The DomainAnnotation App includes the confidence of the match to the domain family model as an e-value. This can be used to threshold what is considered a valid hit by the View Functional Profile App. Since smaller e-values mean greater confidence of a correct assignment, the threshold should be specified as the largest value to accept. For example, a value of 0.001 is meant to correspond to 1 erroneous assignment per 1000. That said, the actual confidence threshold is variable between domain family models, but it is beyond the capability of this particular App to offer a custom e-value threshold for each domain family. If you wish to annotate with a limited number of domain families with custom thresholds, please ask about making an App to do just that.

Count only top hit or alternate hits

The e-value scores for domain hits are sorted and the user can choose to use only the most confident hit in assigning a function to a gene or use all hits (that have a confidence better than the threshold). While it may be that domain hits are non-overlapping and therefore secondary confidence hits should not be considered in conflict with the top hit, it is beyond the logic of this App at this time to include non-overlapping secondary hits as also being "top hits". The reason for this lies in the meaning of the summation of genes by "top hits" is no longer a 1:1 rule and so a clear count is lost. This is a problem with using "all hits" as well, but in this mode "double counting" is at least expected.

Genes requiring COG/PFAM/TIGR/SEED annot

Annotation is an extremely imperfect endeavour. It is to be expected that only a fraction of genes in a Genome will receive annotations in any given namespace. To discern between an improperly annotated genome and one that doesn't lend itself to easy annotation (this can arise by a combination of distant phylogeny and/or novel gene families), the user may specify the percentage of genes required to be properly annotated.

These thresholds only apply to namespaces configured to be part of the report, and are otherwise ignored.
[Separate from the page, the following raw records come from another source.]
#[cfg(test)]
mod tests {
    use super::*;
    use crate::models::Resolution;
    use serde_json::json;

    #[test]
    fn test_aliases_resolve() {
        let registry = PluginRegistry::with_builtins();
        assert_eq!(registry.canonical("label"), Some("text"));
        assert_eq!(registry.canonical("rectangle"), Some("shape_rect"));
        assert_eq!(registry.canonical("circle"), Some("shape_circle"));
        assert_eq!(registry.canonical("text"), Some("text"));
        assert_eq!(registry.canonical("puppet"), Some("online_image"));
        assert_eq!(registry.canonical("weather_forcast"), Some("weather_forecast"));
        assert!(registry.get("no_such_widget").is_none());
    }

    #[test]
    fn test_panel_and_media_kinds_are_registered() {
        let registry = PluginRegistry::with_builtins();
        for kind in [
            "calendar",
            "weather_forecast",
            "quote_rss",
            "image",
            "online_image",
            "qr_code",
            "template_nav_bar",
            "template_sensor_bar",
            "lvgl_dropdown",
            "lvgl_qrcode",
            "lvgl_spinbox",
        ] {
            assert!(registry.get(kind).is_some(), "{kind} missing");
        }
        assert!(registry.get("calendar").unwrap().toolkit().is_none());
        assert!(registry.get("qr_code").unwrap().toolkit().is_some());
        assert!(!has_generic_object("qr_code"));
    }

    #[test]
    fn test_capabilities_are_advertised() {
        let registry = PluginRegistry::with_builtins();
        let bar = registry.get("lvgl_bar").unwrap();
        assert!(bar.direct().is_none());
        assert!(bar.toolkit().is_some());

        let text = registry.get("text").unwrap();
        assert!(text.direct().is_some());
        assert!(text.toolkit().is_some());
    }

    #[test]
    fn test_component_order() {
        let registry = PluginRegistry::with_builtins();
        let order: Vec<_> = registry.component_order().iter().map(|p| p.kind()).collect();
        assert_eq!(order[..4], ["image", "online_image", "graph", "qr_code"]);
        let rest = &order[4..];
        let mut sorted = rest.to_vec();
        sorted.sort_unstable();
        assert_eq!(rest, sorted.as_slice());
    }

    #[test]
    fn test_color_const() {
        assert_eq!(color_const("white"), "COLOR_WHITE");
        assert_eq!(color_const("Theme_Auto"), "color_on");
        assert_eq!(color_const("#ff8000"), "Color(255, 128, 0)");
        assert_eq!(color_const("#zzz"), "COLOR_BLACK");
    }

    #[test]
    fn test_convert_color() {
        assert_eq!(convert_color(Some("#ff8000")), Node::Scalar("\"0xFF8000\"".into()));
        assert_eq!(convert_color(Some("transparent")), Node::Scalar("\"0x000000\"".into()));
        assert_eq!(convert_color(None), Node::Scalar("\"0x000000\"".into()));
        assert_eq!(convert_color(Some("blue")), Node::Scalar("\"0x0000FF\"".into()));
    }

    #[test]
    fn test_opacity_and_align() {
        assert_eq!(format_opacity(None), Node::scalar("COVER"));
        assert_eq!(format_opacity(Some(&json!(0))), Node::scalar("TRANSP"));
        assert_eq!(format_opacity(Some(&json!(128))), Node::scalar("50%"));
        assert_eq!(convert_align(Some("left")), "TOP_LEFT");
        assert_eq!(convert_align(Some("BOTTOM_RIGHT")), "BOTTOM_RIGHT");
        assert_eq!(text_align(Some("TOP_CENTER")), "CENTER");
        assert_eq!(text_align(None), "LEFT");
    }

    #[test]
    fn test_sensor_id_prefers_declared() {
        let mut table = EntityTable::new();
        table.record(
            &EntityKey::new("weather.home", None),
            "weather_home_text_sensor",
            EntityKind::Text,
        );
        assert_eq!(
            resolve_sensor(&table, "weather.home", None, EntityKind::Numeric),
            ("weather_home_text_sensor".to_string(), EntityKind::Text)
        );
        assert_eq!(
            resolve_sensor(&table, "sensor.temp", None, EntityKind::Numeric).0,
            "sensor_temp"
        );
    }

    #[test]
    fn test_section_context_dedups() {
        let widgets = [];
        let mut table = EntityTable::new();
        let profile = HardwareProfile::new("t", "T", "esp32", "st7789v", Resolution::default());
        let mut ctx = SectionContext::new(&widgets, &mut table, &profile, false, 1);

        let key = EntityKey::new("sensor.temp", None);
        assert!(ctx.declare(&key, EntityKind::Numeric));
        assert!(!ctx.declare(&key, EntityKind::Numeric));

        ctx.push_item(Node::map().with("id", Node::scalar("wifi_signal_dbm")));
        ctx.push_item(Node::map().with("id", Node::scalar("wifi_signal_dbm")));
        let (items, sections) = ctx.into_parts();
        assert_eq!(items.len(), 2);
        assert!(sections.is_empty());
    }

    #[test]
    fn test_common_props_flags() {
        let w = Widget::new("b1", "lvgl_button", 1, 2, 0, 40)
            .with_prop("clickable", false)
            .with_prop("scrollbar_mode", "AUTO");
        let node = common_props(&w);
        assert_eq!(node.get("width").and_then(Node::as_scalar), Some("100"));
        assert_eq!(node.get("clickable").and_then(Node::as_scalar), Some("false"));
        assert!(node.get("scrollbar_mode").is_none());
    }
}
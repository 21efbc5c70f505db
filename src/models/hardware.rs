//! Hardware profile data structures.

use serde::{Deserialize, Serialize};

/// Pixel resolution of a panel in its native orientation.
#[derive(Debug, Clone, Copy, PartialEq, Eq, Serialize, Deserialize)]
pub struct Resolution {
    /// Horizontal pixels
    pub width: u32,
    /// Vertical pixels
    pub height: u32,
}

impl Resolution {
    /// Creates a resolution.
    pub const fn new(width: u32, height: u32) -> Self {
        Self { width, height }
    }

    /// Native orientation is portrait when the panel is taller than wide.
    pub const fn is_portrait(self) -> bool {
        self.height > self.width
    }
}

impl Default for Resolution {
    fn default() -> Self {
        Self::new(800, 480)
    }
}

/// Capability flags of a board.
#[derive(Debug, Clone, Copy, PartialEq, Eq, Serialize, Deserialize, Default)]
#[serde(default)]
pub struct Features {
    /// Board has PSRAM
    pub psram: bool,
    /// Panel is an LCD
    pub lcd: bool,
    /// Panel is e-paper
    pub epaper: bool,
    /// Panel has a touch controller
    pub touch: bool,
    /// Profile renders through LVGL by default
    pub lvgl: bool,
    /// Panel expects inverted black/white
    pub inverted_colors: bool,
    /// Onboard SHT4x temperature/humidity sensor
    pub onboard_sensors: bool,
    /// Battery voltage divider on an ADC pin
    pub battery: bool,
}

/// I²C bus pins.
#[derive(Debug, Clone, PartialEq, Eq, Serialize, Deserialize)]
#[allow(missing_docs)]
pub struct I2cPins {
    pub sda: String,
    pub scl: String,
}

/// SPI bus pins.
#[derive(Debug, Clone, PartialEq, Eq, Serialize, Deserialize)]
#[allow(missing_docs)]
pub struct SpiPins {
    pub clk: String,
    pub mosi: String,
    #[serde(default, skip_serializing_if = "Option::is_none")]
    pub miso: Option<String>,
}

/// Display control pins.
#[derive(Debug, Clone, PartialEq, Eq, Serialize, Deserialize, Default)]
#[serde(default)]
#[allow(missing_docs)]
pub struct DisplayPins {
    pub cs: Option<String>,
    pub dc: Option<String>,
    pub reset: Option<String>,
    pub busy: Option<String>,
}

/// Board pin map.
#[derive(Debug, Clone, PartialEq, Eq, Serialize, Deserialize, Default)]
#[serde(default)]
pub struct Pins {
    /// I²C bus
    pub i2c: Option<I2cPins>,
    /// SPI bus
    pub spi: Option<SpiPins>,
    /// Display control lines
    pub display: DisplayPins,
    /// Battery sense ADC pin
    pub battery_adc: Option<String>,
    /// Hardware page buttons (left, right, ...)
    pub buttons: Vec<String>,
}

/// Backlight driver.
#[derive(Debug, Clone, PartialEq, Eq, Serialize, Deserialize)]
pub struct Backlight {
    /// Output platform (gpio, ledc)
    pub platform: String,
    /// Backlight pin
    pub pin: String,
}

/// Touch controller.
#[derive(Debug, Clone, PartialEq, Eq, Serialize, Deserialize)]
pub struct TouchController {
    /// ESPHome touchscreen platform (gt911, cst816, ...)
    pub platform: String,
    /// Interrupt pin
    #[serde(default, skip_serializing_if = "Option::is_none")]
    pub interrupt_pin: Option<String>,
    /// Reset pin
    #[serde(default, skip_serializing_if = "Option::is_none")]
    pub reset_pin: Option<String>,
}

/// Where a hardware template comes from.
#[derive(Debug, Clone, PartialEq, Eq, Serialize, Deserialize)]
#[serde(rename_all = "snake_case")]
pub enum TemplateRef {
    /// Template text already in memory (offline import)
    Inline(String),
    /// File path or URL fetched at compile time
    Location(String),
}

/// Everything the compiler needs to know about a board.
#[derive(Debug, Clone, PartialEq, Eq, Serialize, Deserialize)]
pub struct HardwareProfile {
    /// Catalog id
    pub id: String,
    /// Display name
    pub name: String,
    /// Chip family (esp32, esp32-s3, ...)
    pub chip: String,
    /// ESPHome display platform
    pub display_platform: String,
    /// Optional display model passed to the platform
    #[serde(default, skip_serializing_if = "Option::is_none")]
    pub display_model: Option<String>,
    /// Native resolution
    pub resolution: Resolution,
    /// "rect" or "round"
    #[serde(default = "default_shape")]
    pub shape: String,
    /// Capability flags
    #[serde(default)]
    pub features: Features,
    /// Pin map
    #[serde(default)]
    pub pins: Pins,
    /// Backlight driver
    #[serde(default, skip_serializing_if = "Option::is_none")]
    pub backlight: Option<Backlight>,
    /// Touch controller
    #[serde(default, skip_serializing_if = "Option::is_none")]
    pub touch: Option<TouchController>,
    /// Hardware template for package-based profiles
    #[serde(default, skip_serializing_if = "Option::is_none")]
    pub template: Option<TemplateRef>,
    /// Base rotation of the display block for generated documents
    #[serde(default, skip_serializing_if = "Option::is_none")]
    pub rotation: Option<u16>,
}

fn default_shape() -> String {
    "rect".to_string()
}

impl HardwareProfile {
    /// Creates a profile with default pins and features.
    pub fn new(
        id: impl Into<String>,
        name: impl Into<String>,
        chip: impl Into<String>,
        display_platform: impl Into<String>,
        resolution: Resolution,
    ) -> Self {
        Self {
            id: id.into(),
            name: name.into(),
            chip: chip.into(),
            display_platform: display_platform.into(),
            display_model: None,
            resolution,
            shape: default_shape(),
            features: Features::default(),
            pins: Pins::default(),
            backlight: None,
            touch: None,
            template: None,
            rotation: None,
        }
    }

    /// Returns true for e-paper panels.
    pub const fn is_epaper(&self) -> bool {
        self.features.epaper
    }

    /// LCD unless the profile declares e-paper.
    pub const fn is_lcd(&self) -> bool {
        self.features.lcd || !self.features.epaper
    }

    /// Returns true when the document is spliced into a hardware template.
    pub const fn is_package_based(&self) -> bool {
        self.template.is_some()
    }

    /// Component id of the display.
    pub const fn display_id(&self) -> &'static str {
        if self.features.lcd {
            "my_display"
        } else {
            "epaper_display"
        }
    }
}

#[cfg(test)]
mod tests {
    use super::*;

    #[test]
    fn test_resolution_orientation() {
        assert!(!Resolution::new(800, 480).is_portrait());
        assert!(Resolution::new(480, 800).is_portrait());
        assert!(!Resolution::new(480, 480).is_portrait());
    }

    #[test]
    fn test_display_id_follows_panel_type() {
        let mut profile = HardwareProfile::new("t", "T", "esp32", "st7789v", Resolution::default());
        profile.features.epaper = true;
        assert_eq!(profile.display_id(), "epaper_display");
        assert!(!profile.is_lcd());

        profile.features.epaper = false;
        profile.features.lcd = true;
        assert_eq!(profile.display_id(), "my_display");
        assert!(profile.is_lcd());
    }

    #[test]
    fn test_profile_deserializes_with_defaults() {
        let yaml = "id: x\nname: X\nchip: esp32\ndisplay_platform: ili9xxx\nresolution: {width: 320, height: 240}\n";
        let profile: HardwareProfile = serde_yml::from_str(yaml).unwrap();
        assert_eq!(profile.shape, "rect");
        assert!(!profile.is_package_based());
        assert!(profile.touch.is_none());
    }
}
In the case of The SEED annotations, the ID is the same as the functional name, and so a match of the function given for the gene is performed to verify the functions are from the same controlled vocabulary (i.e. the function "pyruvate dehydrogenase" could match even from a RefSeq annotation for a given gene, but RAST annotation is required to be run for more than coincidental matches to the controlled vocabulary). For The SEED, this percentage corresponds to genes with a functional assignment in the first place, and may also not include genes annotated as "hypothetical" (see below).

Count SEED hypothetical

The user has the option to not include genes with the annotation "hypothetical" among the annotated genes total. This only applies if the user requests functional profiling from The SEED annotations and affects the total of annotated genes for calculating the percentage with a match to The SEED controlled vocabulary (see above).

Empty categories

Many namespaces have a large number of categories or domain families that will not have hits to the User's genomes. To avoid excessively large tables, the default is to not include those categories or families that have no hits to any genes. These are still included in the key below the table, but are greyed out.

Skip missing genomes

It may happen that a Genome that you wish to profile does not yet have a DomainAnnotation object or been annotated by RAST. It may also be that the threshold for percentage of annotated genes has not been met, or the version doesn't match (see below). While the user will usually want to perform these annotations before running the View Functional Profile, they may instead wish to skip them from the analysis. The job log will report which genomes are missing annotations for a given namespace (or are below the required threshold for annotated genes in that namespace).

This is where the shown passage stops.